Here’s another story that should make you go "Hmm" the next time your employer offers "benefits" like free flu shots administered by company doctors with really big needles. A firm in Sweden has convinced employees to have a microchip inserted into their hands that “replaces a lot of things you have other communication devices for.” According to a new report, workers at Epicenter who already have the chips hold parties for new “volunteers” who get the implants.
Hmm.
The biggest benefit I think is convenience.
That’s Patrick Mesterton, co-founder and CEO of Epicenter – a company that calls itself “Stockholm’s first digital House of Innovation” because it offers labs and work spaces to digital start-ups and entrepreneurs. The “convenience” Mesterton is referring to is the ability to wave a hand to open doors, start up equipment and do other things that previously required effort or some kind of RFID device like a badge or a tag.
Opening doors with a hand wave is a convenience for the worker. For the employer, the cyborg employee can conveniently be signed in, tracked for attendance, followed on breaks, monitored when making purchases or removing items from storage, etc. These are seemingly harmless activities but the employee is not given the option to turn the chip on or off.
Hmm.
At Epicenter, the partying employees get chipped by self-described "body hacker" Jowan Osterlund from Biohax Sweden who injects them into the fleshy area next to the thumb, although he’s ready for the future:
The next step for electronics is to move into the body.

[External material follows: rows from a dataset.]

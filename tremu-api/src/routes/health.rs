/// Health check endpoint
///
/// ```text
/// GET /health
/// ```
///
/// ```json
/// {
///   "status": "healthy",
///   "version": "0.1.0",
///   "database": "connected",
///   "migrations": { "appliedMigrations": 3, "latestVersion": 20250110000003, "isUpToDate": true },
///   "pool": { "active": 1, "idle": 4, "total": 5 }
/// }
/// ```
///
/// Always 200. A failed database ping or a schema behind the embedded
/// migrations reports `degraded`.

use crate::{app::AppState, error::ApiResult};
use axum::{extract::State, Json};
use serde::{Deserialize, Serialize};
use tremu_shared::db::{
    migrations::{get_migration_status, MigrationStatus},
    pool::{get_pool_stats, health_check as ping_database, PoolStats},
};

/// Health check response
#[derive(Debug, Serialize, Deserialize)]
pub struct HealthResponse {
    /// Service status
    pub status: String,

    /// Application version
    pub version: String,

    /// Database status
    pub database: String,

    /// Schema migration state; absent when the database is unreachable
    #[serde(skip_serializing_if = "Option::is_none")]
    pub migrations: Option<MigrationStatus>,

    /// Connection pool usage
    pub pool: PoolStats,
}

/// Health check handler
pub async fn health_check(State(state): State<AppState>) -> ApiResult<Json<HealthResponse>> {
    let connected = match ping_database(&state.db).await {
        Ok(()) => true,
        Err(e) => {
            tracing::warn!(error = %e, "Database health check failed");
            false
        }
    };

    let migrations = if connected {
        match get_migration_status(&state.db).await {
            Ok(status) => Some(status),
            Err(e) => {
                tracing::warn!(error = %e, "Migration status check failed");
                None
            }
        }
    } else {
        None
    };

    Ok(Json(HealthResponse {
        status: overall_status(connected, migrations.as_ref()).to_string(),
        version: env!("CARGO_PKG_VERSION").to_string(),
        database: if connected { "connected" } else { "disconnected" }.to_string(),
        migrations,
        pool: get_pool_stats(&state.db),
    }))
}

fn overall_status(connected: bool, migrations: Option<&MigrationStatus>) -> &'static str {
    match migrations {
        Some(status) if connected && status.is_up_to_date => "healthy",
        _ => "degraded",
    }
}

The chips use Near Field Communication (NFC) technology and are currently (or should we say ‘allegedly’?) passive. However, once workers become accustomed to being chipped, new and more interactive implants won’t seem so threatening to their privacy. After all, they already carry smartphones – often provided by the company – which have far more intelligence than a passive NFC chip. However, a smartphone can be put down, turned off, flushed down the toilet, flung into the ocean or otherwise separated from its owner/trackee. A chip can’t be turned off and any attempts to damage or lose it are painful.
Hmm.
I want to be part of the future.
Sandra Haglof, who works for an events company that works with Epicenter, looked at the chip injection as just another body piercing, of which she has three others. Except the piercings can be unscrewed or unhooked.
Hmm.
It may be premature to call the 150 employees who have already been chipped “cyborgs,” but it’s a term that many are using themselves. Are they being persuaded/programmed with parties and talks of being part of the future and even fashionable in order to make them more open to future conveniences/invasions of privacy? How long before it’s no longer a choice?
Hmm?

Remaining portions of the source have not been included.